# Exercise prompt
Only lines containing the word "anything" are needed; pull them out of the material.

# Entries supplied
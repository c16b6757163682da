//! Application layer errors.
//!
//! These errors represent failures in orchestration, not composition logic.
//! Composition errors are `DomainError` from `crate::domain`.

use std::path::PathBuf;
use std::time::Duration;

use thiserror::Error;

use crate::error::ErrorCategory;

/// Errors that occur while running the generation pipeline.
#[derive(Debug, Error, Clone, PartialEq, Eq)]
pub enum ApplicationError {
    /// The request failed validation. Every problem is listed.
    #[error("invalid request: {}", .issues.join("; "))]
    Validation { issues: Vec<String> },

    /// The run exceeded its time budget.
    #[error("generation timed out after {}ms", .limit.as_millis())]
    Timeout { limit: Duration },

    /// A filesystem or cache hiccup worth retrying.
    #[error("transient I/O failure at {path}: {reason}")]
    TransientIo { path: PathBuf, reason: String },

    /// Filesystem operation failed.
    #[error("filesystem error at {path}: {reason}")]
    Filesystem { path: PathBuf, reason: String },

    /// Project already exists at target location.
    #[error("project already exists at {path}")]
    ProjectExists { path: PathBuf },

    /// Cache store failure that is not transient (corrupt entry, bad path).
    #[error("cache error: {reason}")]
    Cache { reason: String },

    /// Work stopped because the run was cancelled.
    #[error("generation cancelled")]
    Cancelled,

    /// A rendering worker panicked or was aborted.
    #[error("worker failed: {reason}")]
    WorkerFailed { reason: String },
}

impl ApplicationError {
    pub fn validation(issues: impl IntoIterator<Item = impl Into<String>>) -> Self {
        Self::Validation {
            issues: issues.into_iter().map(Into::into).collect(),
        }
    }

    /// Get user-actionable suggestions.
    pub fn suggestions(&self) -> Vec<String> {
        match self {
            Self::Validation { issues } => {
                let mut out = vec!["Fix the request:".to_string()];
                out.extend(issues.iter().map(|i| format!("  • {i}")));
                out
            }
            Self::Timeout { .. } => vec![
                "Increase the budget with --timeout".into(),
                "Or request fewer modules".into(),
            ],
            Self::TransientIo { path, .. } => vec![
                format!("Temporary failure accessing {}", path.display()),
                "Try again, or raise --max-retries".into(),
            ],
            Self::Filesystem { path, .. } => vec![
                format!("Failed to access: {}", path.display()),
                "Check that you have write permissions".into(),
                "Ensure the parent directory exists".into(),
            ],
            Self::ProjectExists { path } => vec![
                format!("Directory already exists: {}", path.display()),
                "Choose a different project name or output directory".into(),
            ],
            Self::Cache { .. } => vec![
                "The generation cache could not be used".into(),
                "Try again with --no-cache".into(),
            ],
            _ => vec!["Check the error details above".into()],
        }
    }

    /// Get error category.
    pub fn category(&self) -> ErrorCategory {
        match self {
            Self::Validation { .. } | Self::ProjectExists { .. } => ErrorCategory::Validation,
            Self::Timeout { .. } | Self::Cancelled => ErrorCategory::Internal,
            Self::TransientIo { .. }
            | Self::Filesystem { .. }
            | Self::Cache { .. }
            | Self::WorkerFailed { .. } => ErrorCategory::Internal,
        }
    }
}
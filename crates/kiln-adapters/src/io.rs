//! Mapping `std::io` failures onto the pipeline's error taxonomy.

use std::io;
use std::path::Path;

use kiln_core::application::ApplicationError;
use kiln_core::error::KilnError;

/// Whether an I/O failure is worth retrying.
pub(crate) fn is_transient(kind: io::ErrorKind) -> bool {
    matches!(
        kind,
        io::ErrorKind::Interrupted
            | io::ErrorKind::WouldBlock
            | io::ErrorKind::TimedOut
            | io::ErrorKind::ResourceBusy
    )
}

pub(crate) fn map_io_error(path: &Path, e: io::Error, operation: &str) -> KilnError {
    let reason = format!("failed to {operation}: {e}");
    if is_transient(e.kind()) {
        ApplicationError::TransientIo {
            path: path.to_path_buf(),
            reason,
        }
        .into()
    } else {
        ApplicationError::Filesystem {
            path: path.to_path_buf(),
            reason,
        }
        .into()
    }
}
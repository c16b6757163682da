//! `GenerationRequest`: what a caller asks the pipeline to build.
//!
//! A request is an immutable value object. The builder performs no
//! validation beyond what the types enforce; syntax and range checks happen in
//! the pipeline's validating stage, which reports every problem at once.

use std::collections::BTreeMap;
use std::path::{Path, PathBuf};
use std::time::Duration;

use serde::{Deserialize, Serialize};

use crate::domain::entities::target::Target;
use crate::domain::value_objects::{Archetype, Framework, Strictness};

/// Pipeline knobs carried by each request.
#[derive(Debug, Clone, PartialEq, Eq, Serialize, Deserialize)]
pub struct GenerationOptions {
    pub enable_cache: bool,
    pub enable_parallel_processing: bool,
    /// Retries for transient I/O failures (0..=10).
    pub max_retries: u32,
    /// Budget for the whole run.
    #[serde(with = "duration_millis")]
    pub timeout: Duration,
    pub strictness: Strictness,
    /// Run every stage but do not write to the output location.
    pub dry_run: bool,
}

impl Default for GenerationOptions {
    fn default() -> Self {
        Self {
            enable_cache: true,
            enable_parallel_processing: true,
            max_retries: 3,
            timeout: Duration::from_secs(30),
            strictness: Strictness::Strict,
            dry_run: false,
        }
    }
}

/// A request to compose and generate one project.
#[derive(Debug, Clone, PartialEq, Eq, Serialize, Deserialize)]
pub struct GenerationRequest {
    project_name: String,
    output_location: PathBuf,
    framework: Framework,
    archetype: Archetype,
    /// Raw module ids in request order, first occurrence wins.
    modules: Vec<String>,
    variables: BTreeMap<String, String>,
    options: GenerationOptions,
}

impl GenerationRequest {
    pub fn builder(project_name: impl Into<String>) -> GenerationRequestBuilder {
        GenerationRequestBuilder {
            project_name: project_name.into(),
            output_location: PathBuf::from("."),
            framework: Framework::WebApp,
            archetype: Archetype::Foundation,
            modules: Vec::new(),
            variables: BTreeMap::new(),
            options: GenerationOptions::default(),
        }
    }

    pub fn project_name(&self) -> &str {
        &self.project_name
    }

    pub fn output_location(&self) -> &Path {
        &self.output_location
    }

    /// Where the project ends up: `<output_location>/<project_name>`.
    pub fn project_root(&self) -> PathBuf {
        self.output_location.join(&self.project_name)
    }

    pub fn framework(&self) -> Framework {
        self.framework
    }

    pub fn archetype(&self) -> Archetype {
        self.archetype
    }

    pub fn target(&self) -> Target {
        Target::new(self.framework, self.archetype)
    }

    pub fn modules(&self) -> &[String] {
        &self.modules
    }

    pub fn variables(&self) -> &BTreeMap<String, String> {
        &self.variables
    }

    pub fn options(&self) -> &GenerationOptions {
        &self.options
    }
}

pub struct GenerationRequestBuilder {
    project_name: String,
    output_location: PathBuf,
    framework: Framework,
    archetype: Archetype,
    modules: Vec<String>,
    variables: BTreeMap<String, String>,
    options: GenerationOptions,
}

impl GenerationRequestBuilder {
    pub fn output_location(mut self, path: impl Into<PathBuf>) -> Self {
        self.output_location = path.into();
        self
    }

    pub fn framework(mut self, framework: Framework) -> Self {
        self.framework = framework;
        self
    }

    pub fn archetype(mut self, archetype: Archetype) -> Self {
        self.archetype = archetype;
        self
    }

    /// Request a module. Duplicates collapse to the first occurrence.
    pub fn module(mut self, id: impl Into<String>) -> Self {
        let id = id.into();
        if !self.modules.contains(&id) {
            self.modules.push(id);
        }
        self
    }

    pub fn modules<I, S>(self, ids: I) -> Self
    where
        I: IntoIterator<Item = S>,
        S: Into<String>,
    {
        ids.into_iter().fold(self, |b, id| b.module(id))
    }

    pub fn variable(mut self, name: impl Into<String>, value: impl Into<String>) -> Self {
        self.variables.insert(name.into(), value.into());
        self
    }

    pub fn options(mut self, options: GenerationOptions) -> Self {
        self.options = options;
        self
    }

    pub fn strictness(mut self, strictness: Strictness) -> Self {
        self.options.strictness = strictness;
        self
    }

    pub fn timeout(mut self, timeout: Duration) -> Self {
        self.options.timeout = timeout;
        self
    }

    pub fn max_retries(mut self, retries: u32) -> Self {
        self.options.max_retries = retries;
        self
    }

    pub fn cache(mut self, enabled: bool) -> Self {
        self.options.enable_cache = enabled;
        self
    }

    pub fn parallel(mut self, enabled: bool) -> Self {
        self.options.enable_parallel_processing = enabled;
        self
    }

    pub fn dry_run(mut self, enabled: bool) -> Self {
        self.options.dry_run = enabled;
        self
    }

    pub fn build(self) -> GenerationRequest {
        GenerationRequest {
            project_name: self.project_name,
            output_location: self.output_location,
            framework: self.framework,
            archetype: self.archetype,
            modules: self.modules,
            variables: self.variables,
            options: self.options,
        }
    }
}

mod duration_millis {
    use std::time::Duration;

    use serde::{Deserialize, Deserializer, Serializer};

    pub fn serialize<S: Serializer>(d: &Duration, s: S) -> Result<S::Ok, S::Error> {
        s.serialize_u64(u64::try_from(d.as_millis()).unwrap_or(u64::MAX))
    }

    pub fn deserialize<'de, D: Deserializer<'de>>(d: D) -> Result<Duration, D::Error> {
        u64::deserialize(d).map(Duration::from_millis)
    }
}

#[cfg(test)]
mod tests {
    use super::*;

    #[test]
    fn duplicates_collapse_to_first_occurrence() {
        let req = GenerationRequest::builder("shop")
            .modules(["auth-jwt", "payment-stripe", "auth-jwt"])
            .module("config-env")
            .build();
        assert_eq!(req.modules(), ["auth-jwt", "payment-stripe", "config-env"]);
    }

    #[test]
    fn project_root_joins_name() {
        let req = GenerationRequest::builder("shop")
            .output_location("/tmp/out")
            .build();
        assert_eq!(req.project_root(), PathBuf::from("/tmp/out/shop"));
    }

    #[test]
    fn defaults() {
        let req = GenerationRequest::builder("shop").build();
        let opts = req.options();
        assert!(opts.enable_cache);
        assert!(opts.enable_parallel_processing);
        assert_eq!(opts.max_retries, 3);
        assert_eq!(opts.strictness, Strictness::Strict);
        assert!(!opts.dry_run);
        assert_eq!(
            req.target(),
            Target::new(Framework::WebApp, Archetype::Foundation)
        );
    }

    #[test]
    fn options_serialize_timeout_as_millis() {
        let json = serde_json::to_value(GenerationOptions::default()).unwrap();
        assert_eq!(json["timeout"], 30_000);
    }
}
//! Shell completion generation.

use clap::CommandFactory;
use clap_complete::{generate, shells};

use crate::cli::{Cli, CompletionsArgs, Shell};

const BIN_NAME: &str = "kiln";

pub fn execute(args: CompletionsArgs) -> crate::error::CliResult<()> {
    let mut cmd = Cli::command();
    let mut out = std::io::stdout();

    match args.shell {
        Shell::Bash => generate(shells::Bash, &mut cmd, BIN_NAME, &mut out),
        Shell::Zsh => generate(shells::Zsh, &mut cmd, BIN_NAME, &mut out),
        Shell::Fish => generate(shells::Fish, &mut cmd, BIN_NAME, &mut out),
        Shell::PowerShell => generate(shells::PowerShell, &mut cmd, BIN_NAME, &mut out),
        Shell::Elvish => generate(shells::Elvish, &mut cmd, BIN_NAME, &mut out),
    };

    Ok(())
}
//! Cache store adapters.

mod fs;
mod memory;

pub use fs::FsCacheStore;
pub use memory::MemoryCacheStore;

/// Fingerprints are lowercase SHA-256 hex; anything else is refused before
/// it can become part of a path.
pub(crate) fn is_valid_key(fingerprint: &str) -> bool {
    fingerprint.len() == 64
        && fingerprint
            .bytes()
            .all(|b| b.is_ascii_digit() || (b'a'..=b'f').contains(&b))
}


#[cfg(test)]
mod tests {
    use super::*;

    #[test]
    fn keys_must_be_sha256_hex() {
        assert!(is_valid_key(&fixtures::key(7)));
        assert!(!is_valid_key("../../etc/passwd"));
        assert!(!is_valid_key(&"A".repeat(64)));
        assert!(!is_valid_key("abc"));
    }
}
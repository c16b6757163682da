// ============================================================================
// domain/resolver.rs - DEPENDENCY RESOLUTION
// ============================================================================
//
// Turns a list of requested module ids into a dependency-complete,
// cycle-free, conflict-free, target-compatible module list in deterministic
// topological order.
//
// Steps:
//   1. Expansion. Every id is looked up in the registry; a missing id fails
//      with `ModuleNotFound` naming the requester, an unsatisfied version
//      range fails with `VersionMismatch`. A module that does not support the
//      target but declares a registered variant for the target's framework is
//      swapped for that variant here, so the variant's own dependencies are
//      expanded too.
//   2. Cycle detection. Three-colour DFS; hitting a grey node reports the
//      whole path (`a -> b -> c -> a`).
//   3. Ordering. Roots in request order, dependencies in ascending id order,
//      post-order emission. Dependencies always precede dependents.
//   4. Target compatibility. `IncompatibleModule` for anything left that does
//      not support the target.
//   5/6. Conflicts (exclusive categories, then explicit declarations).
//      Strict mode reports every colliding id in one `Conflict`.
//
// Steps 1-3 share a single DFS, so resolution is O(V + E). Conflict rules
// are matched through id and category indexes rather than pairwise.

use std::cmp::Reverse;
use std::collections::{BTreeMap, BTreeSet, HashMap};
use std::sync::Arc;

use crate::domain::entities::module::{ConflictRule, ModuleDescriptor};
use crate::domain::entities::resolved::ResolvedModuleSet;
use crate::domain::entities::target::Target;
use crate::domain::error::DomainError;
use crate::domain::registry::ModuleRegistry;
use crate::domain::value_objects::{Category, ModuleId, Strictness};
use crate::domain::warning::Warning;

/// Requester name used for ids that come straight from the request.
pub const REQUEST: &str = "request";

#[derive(Clone, Copy, PartialEq, Eq)]
enum Color {
    Gray,
    Black,
}

/// Resolve `requested` against `registry` for `target`.
pub fn resolve(
    registry: &ModuleRegistry,
    requested: &[ModuleId],
    target: Target,
    strictness: Strictness,
) -> Result<ResolvedModuleSet, DomainError> {
    Resolver::new(registry, target).resolve(requested, strictness)
}

pub struct Resolver<'r> {
    registry: &'r ModuleRegistry,
    target: Target,
}

/// Result of one DFS pass.
struct Closure {
    /// Effective root ids, request order, deduplicated.
    roots: Vec<ModuleId>,
    order: Vec<Arc<ModuleDescriptor>>,
    warnings: Vec<Warning>,
}

struct Walk<'a> {
    colors: HashMap<ModuleId, Color>,
    stack: Vec<ModuleId>,
    order: Vec<Arc<ModuleDescriptor>>,
    warnings: &'a mut Vec<Warning>,
}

# Result of this exercise
/// Fingerprints are lowercase SHA-256 hex; anything else is refused before
//   4. Target compatibility. `IncompatibleModule` for anything left that does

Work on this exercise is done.